Today, the competition has moved from the necessity of selling boxes to now selling services. If you look closer into the console ecosystems of Sony, Microsoft and Nintendo, you’ll see a brutal war waged among their services and the “value” each brings to the table. Go to the website of each, and you’ll see helpful tables comparing the features and benefits of each tier of the service and the long list of games that they offer. The video game industry used to be dependent on a customer investing in the box, in order for a sell-through to occur with the gaming software. Now it’s not a matter of selling a box so much as it’s about extracting the subscription dollar from every consumer possible, whether they own the box or not.
The most aggressive front in this new war has been the battle over Microsoft’s proposed acquisition of Activision Blizzard. In the UK, the relevant regulator has blocked the deal purely over cloud gaming concerns – with two parties significantly objecting: Sony and Google.
Games dominate the conversation more than platforms
The recent release of Goldeneye is an excellent example of this. Goldeneye is a classic Nintendo 64 game that has been stuck behind a wall of ownership rights and legal obscurity for decades. To everyone’s surprise, the game was suddenly announced and then released a few months later on two platforms: Xbox Game Pass and Nintendo Switch Online. After Goldeneye’s release, what followed was a flood of articles, videos and discussions on comparisons between the two versions. Differences between the textures, controls and multiplayer capabilities created a storm of discussion and free press. A single game became a comparison point not between platforms as much as it was between the features of the service the games are offered on. It’s not a question anymore of which version to buy. It becomes a question of which service to subscribe to.
Its a numbers game on the cloud war front
The focus has shifted from games being available exclusively on a console, to now being a question of the number of games available on a service. If you own an Xbox and a Playstation, you’re likely only going to subscribe to a single subscription service – the one that offers you the most value. When it comes down to it, you only have a limited amount of time to game each day, so of course you’ll spend your money and time on the service that has more games that suit your taste. The onus is now on the services to create the perfect mix of titles across genres that appeal to the most people.

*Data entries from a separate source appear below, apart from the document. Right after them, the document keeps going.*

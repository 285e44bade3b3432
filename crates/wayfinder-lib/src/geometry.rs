use serde::{Deserialize, Serialize};

/// A position on a floor drawing, in drawing units.
#[derive(Debug, Clone, Copy, PartialEq, Default, Serialize, Deserialize)]
pub struct Point {
    pub x: f64,
    pub y: f64,
}

impl Point {
    pub fn new(x: f64, y: f64) -> Self {
        Self { x, y }
    }

    /// Euclidean distance to another point.
    pub fn distance_to(&self, other: &Point) -> f64 {
        (self.x - other.x).hypot(self.y - other.y)
    }
}

/// Axis-aligned rectangle as drawn (`x`/`y` is the top-left corner).
#[derive(Debug, Clone, Copy, PartialEq, Default, Serialize, Deserialize)]
pub struct Rect {
    pub x: f64,
    pub y: f64,
    pub width: f64,
    pub height: f64,
}

impl Rect {
    pub fn new(x: f64, y: f64, width: f64, height: f64) -> Self {
        Self {
            x,
            y,
            width,
            height,
        }
    }

    pub fn center(&self) -> Point {
        Point::new(self.x + self.width / 2.0, self.y + self.height / 2.0)
    }

    /// Smallest rectangle covering both `self` and `other`.
    pub fn union(&self, other: &Rect) -> Rect {
        let min_x = self.x.min(other.x);
        let min_y = self.y.min(other.y);
        let max_x = (self.x + self.width).max(other.x + other.width);
        let max_y = (self.y + self.height).max(other.y + other.height);
        Rect::new(min_x, min_y, max_x - min_x, max_y - min_y)
    }

    /// Grow the rectangle by `margin` on every side.
    pub fn expanded(&self, margin: f64) -> Rect {
        Rect::new(
            self.x - margin,
            self.y - margin,
            self.width + 2.0 * margin,
            self.height + 2.0 * margin,
        )
    }

    /// Closed-interval overlap test; touching edges count as overlapping.
    pub fn intersects(&self, other: &Rect) -> bool {
        !(self.x + self.width < other.x
            || other.x + other.width < self.x
            || self.y + self.height < other.y
            || other.y + other.height < self.y)
    }
}
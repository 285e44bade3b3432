//! Binary snapshots of an assembled building graph.
//!
//! Extraction and assembly only depend on the plan bytes and the
//! [`BuildOptions`], so a graph can be persisted next to its plan and reused
//! as long as both are unchanged.
//!
//! # File Format
//!
//! ```text
//! Header (16 bytes):
//!   - Magic: "WFGS" (4 bytes)
//!   - Version: u8 (currently 1)
//!   - Flags: u8 (bit 0: graph has stair edges)
//!   - Node count: u32 little-endian
//!   - Reserved: 6 bytes
//!
//! Body:
//!   - postcard-serialized snapshot body
//!   - zstd compressed
//!
//! Footer:
//!   - SHA-256 checksum of the compressed body (32 bytes)
//! ```

use std::fs;
use std::io::{BufWriter, Write};
use std::path::{Path, PathBuf};

use serde::{Deserialize, Serialize};
use sha2::{Digest, Sha256};
use tracing::{debug, info, warn};

use crate::config::BuildOptions;
use crate::error::{Error, Result};
use crate::graph::{EdgeKind, Graph, GraphParts};

/// Magic bytes identifying a graph snapshot file.
const SNAPSHOT_MAGIC: &[u8; 4] = b"WFGS";

/// Current snapshot format version.
const SNAPSHOT_VERSION: u8 = 1;

/// Flag: the graph contains stair-stitching edges.
const FLAG_HAS_STAIRS: u8 = 0x01;

const HEADER_SIZE: usize = 16;

/// Checksum size in bytes (SHA-256).
const CHECKSUM_SIZE: usize = 32;

/// zstd compression level (balanced speed/ratio).
const COMPRESSION_LEVEL: i32 = 3;

#[derive(Debug, Clone, PartialEq, Serialize, Deserialize)]
struct SnapshotBody {
    source_checksum: [u8; 32],
    options: BuildOptions,
    graph: GraphParts,
}

/// A persisted graph together with what it was built from.
#[derive(Debug, Clone, PartialEq)]
pub struct GraphSnapshot {
    body: SnapshotBody,
}

impl GraphSnapshot {
    /// Capture `graph`, built from `source` with `options`.
    pub fn new(graph: &Graph, source: &[u8], options: &BuildOptions) -> Self {
        Self {
            body: SnapshotBody {
                source_checksum: Sha256::digest(source).into(),
                options: options.clone(),
                graph: graph.to_parts(),
            },
        }
    }

    /// Whether the snapshot was built from exactly this plan and options.
    pub fn matches(&self, source: &[u8], options: &BuildOptions) -> bool {
        let checksum: [u8; 32] = Sha256::digest(source).into();
        self.body.source_checksum == checksum && &self.body.options == options
    }

    pub fn node_count(&self) -> usize {
        self.body.graph.nodes.len()
    }

    /// Re-validate and index the stored graph.
    pub fn into_graph(self) -> Result<Graph> {
        Graph::from_parts(self.body.graph)
    }

    /// Encode into the on-disk format.
    pub fn to_bytes(&self) -> Result<Vec<u8>> {
        let serialized =
            postcard::to_allocvec(&self.body).map_err(|e| Error::SnapshotSerialize {
                message: format!("postcard serialization failed: {}", e),
            })?;

        let compressed =
            zstd::encode_all(serialized.as_slice(), COMPRESSION_LEVEL).map_err(|e| {
                Error::SnapshotSerialize {
                    message: format!("zstd compression failed: {}", e),
                }
            })?;

        let checksum = Sha256::digest(&compressed);

        let has_stairs = self
            .body
            .graph
            .edges
            .iter()
            .any(|edge| edge.kind == EdgeKind::Stairs);
        let flags = if has_stairs { FLAG_HAS_STAIRS } else { 0 };
        let node_count = u32::try_from(self.node_count()).unwrap_or(u32::MAX);

        let mut header = [0u8; HEADER_SIZE];
        header[0..4].copy_from_slice(SNAPSHOT_MAGIC);
        header[4] = SNAPSHOT_VERSION;
        header[5] = flags;
        header[6..10].copy_from_slice(&node_count.to_le_bytes());
        // bytes 10-15 reserved

        let mut bytes = Vec::with_capacity(HEADER_SIZE + compressed.len() + CHECKSUM_SIZE);
        bytes.extend_from_slice(&header);
        bytes.extend_from_slice(&compressed);
        bytes.extend_from_slice(&checksum);
        Ok(bytes)
    }

    /// Decode the on-disk format, verifying header and checksum.
    pub fn from_bytes(bytes: &[u8]) -> Result<Self> {
        let corrupt = |message: &str| Error::SnapshotDeserialize {
            message: message.to_string(),
        };

        if bytes.len() < HEADER_SIZE + CHECKSUM_SIZE {
            return Err(corrupt("file is too short"));
        }
        let (header, rest) = bytes.split_at(HEADER_SIZE);
        let (compressed, stored_checksum) = rest.split_at(rest.len() - CHECKSUM_SIZE);

        if &header[0..4] != SNAPSHOT_MAGIC {
            return Err(corrupt("invalid magic bytes"));
        }
        let version = header[4];
        if version != SNAPSHOT_VERSION {
            return Err(Error::SnapshotDeserialize {
                message: format!(
                    "unsupported version {} (expected {})",
                    version, SNAPSHOT_VERSION
                ),
            });
        }
        let node_count = u32::from_le_bytes([header[6], header[7], header[8], header[9]]);

        if Sha256::digest(compressed).as_slice() != stored_checksum {
            return Err(corrupt("checksum mismatch - file may be corrupted"));
        }

        let decompressed = zstd::decode_all(compressed).map_err(|e| Error::SnapshotDeserialize {
            message: format!("zstd decompression failed: {}", e),
        })?;
        let body: SnapshotBody =
            postcard::from_bytes(&decompressed).map_err(|e| Error::SnapshotDeserialize {
                message: format!("postcard deserialization failed: {}", e),
            })?;

        if body.graph.nodes.len() != node_count as usize {
            warn!(
                expected = node_count,
                actual = body.graph.nodes.len(),
                "node count mismatch in graph snapshot"
            );
        }

        Ok(Self { body })
    }

    /// Serialize the snapshot to a file.
    pub fn save(&self, path: &Path) -> Result<()> {
        info!(
            path = %path.display(),
            nodes = self.node_count(),
            "saving graph snapshot"
        );

        let bytes = self.to_bytes()?;
        let file = fs::File::create(path)?;
        let mut writer = BufWriter::new(file);
        writer.write_all(&bytes)?;
        writer.flush()?;

        info!(file_size = bytes.len(), "graph snapshot saved");
        Ok(())
    }

    /// Load a snapshot from a file.
    pub fn load(path: &Path) -> Result<Self> {
        debug!(path = %path.display(), "loading graph snapshot");

        let bytes = fs::read(path).map_err(|e| Error::SnapshotLoad {
            path: path.to_path_buf(),
            message: format!("failed to read file: {}", e),
        })?;
        Self::from_bytes(&bytes).map_err(|e| Error::SnapshotLoad {
            path: path.to_path_buf(),
            message: e.to_string(),
        })
    }
}

/// Derive the snapshot path from a floor-plan path.
///
/// For example, `building.svg` -> `building.svg.graph.bin`.
pub fn snapshot_path(plan_path: &Path) -> PathBuf {
    let mut path = plan_path.as_os_str().to_owned();
    path.push(".graph.bin");
    PathBuf::from(path)
}

/// Load the snapshot stored beside `plan_path` if it was built from
/// `source` with `options`; `None` means the caller should rebuild.
pub fn try_load_snapshot(plan_path: &Path, source: &[u8], options: &BuildOptions) -> Option<Graph> {
    let path = snapshot_path(plan_path);
    if !path.exists() {
        return None;
    }

    let snapshot = match GraphSnapshot::load(&path) {
        Ok(snapshot) => snapshot,
        Err(e) => {
            warn!(path = %path.display(), error = %e, "failed to load graph snapshot, will rebuild");
            return None;
        }
    };

    if !snapshot.matches(source, options) {
        warn!(path = %path.display(), "graph snapshot is stale, will rebuild");
        return None;
    }

    match snapshot.into_graph() {
        Ok(graph) => {
            info!(
                nodes = graph.node_count(),
                edges = graph.edge_count(),
                "loaded graph snapshot"
            );
            Some(graph)
        }
        Err(e) => {
            warn!(path = %path.display(), error = %e, "graph snapshot is inconsistent, will rebuild");
            None
        }
    }
}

This fact may actually make exclusives as important as ever. Not only does a first-party game attract users to your platform and service, but those games now live on that service rent-free. Xbox will never have to pay for Halo to be on Game Pass. PlayStation will never have to pay for Destiny. As live service games become more important, these first party titles make themselves more valuable too by offering bonuses to subscribers of a certain service. Imagine Destiny 2 being available everywhere, but only PlayStation Plus subscribers get a special exotic machine gun.
Its more about the games than ever
Exclusives play another important role: when a customer really enjoys the game, there’s a good chance that they’ll resubscribe just to continue to play that one game, even when they have the option to purchase it outright. Grindstone is an excellent poster-child of this. A launch title for the Apple Arcade platform, the game still enjoys a regular fanbase that returns monthly, even several years after its release. To this day, it remains an iconic title that is synonymous with the service it debuted on, despite now being readily available on other platforms like the PC and Switch. As time goes on, and more exclusives pad out the Netflix-like game services, the dormant competitive drive among the console fanboys will almost certainly re-emerge, and cloud gaming will be at the center of it.
Up to this point, the cloud war has mostly seen Xbox and NVIDIA picking up territory – and they are even working together! But, be warned… the day is coming soon that Sony will enter the fray and take cloud gaming more seriously – their first shots have been fired. Even Nintendo is flirting with the idea with their NSO service, with the recent additions of the Game Boy platforms to subscribers. In 3 years, these services will look quite evolved from the fledgling industries they are today.
For better or worse… begun, this cloud war has.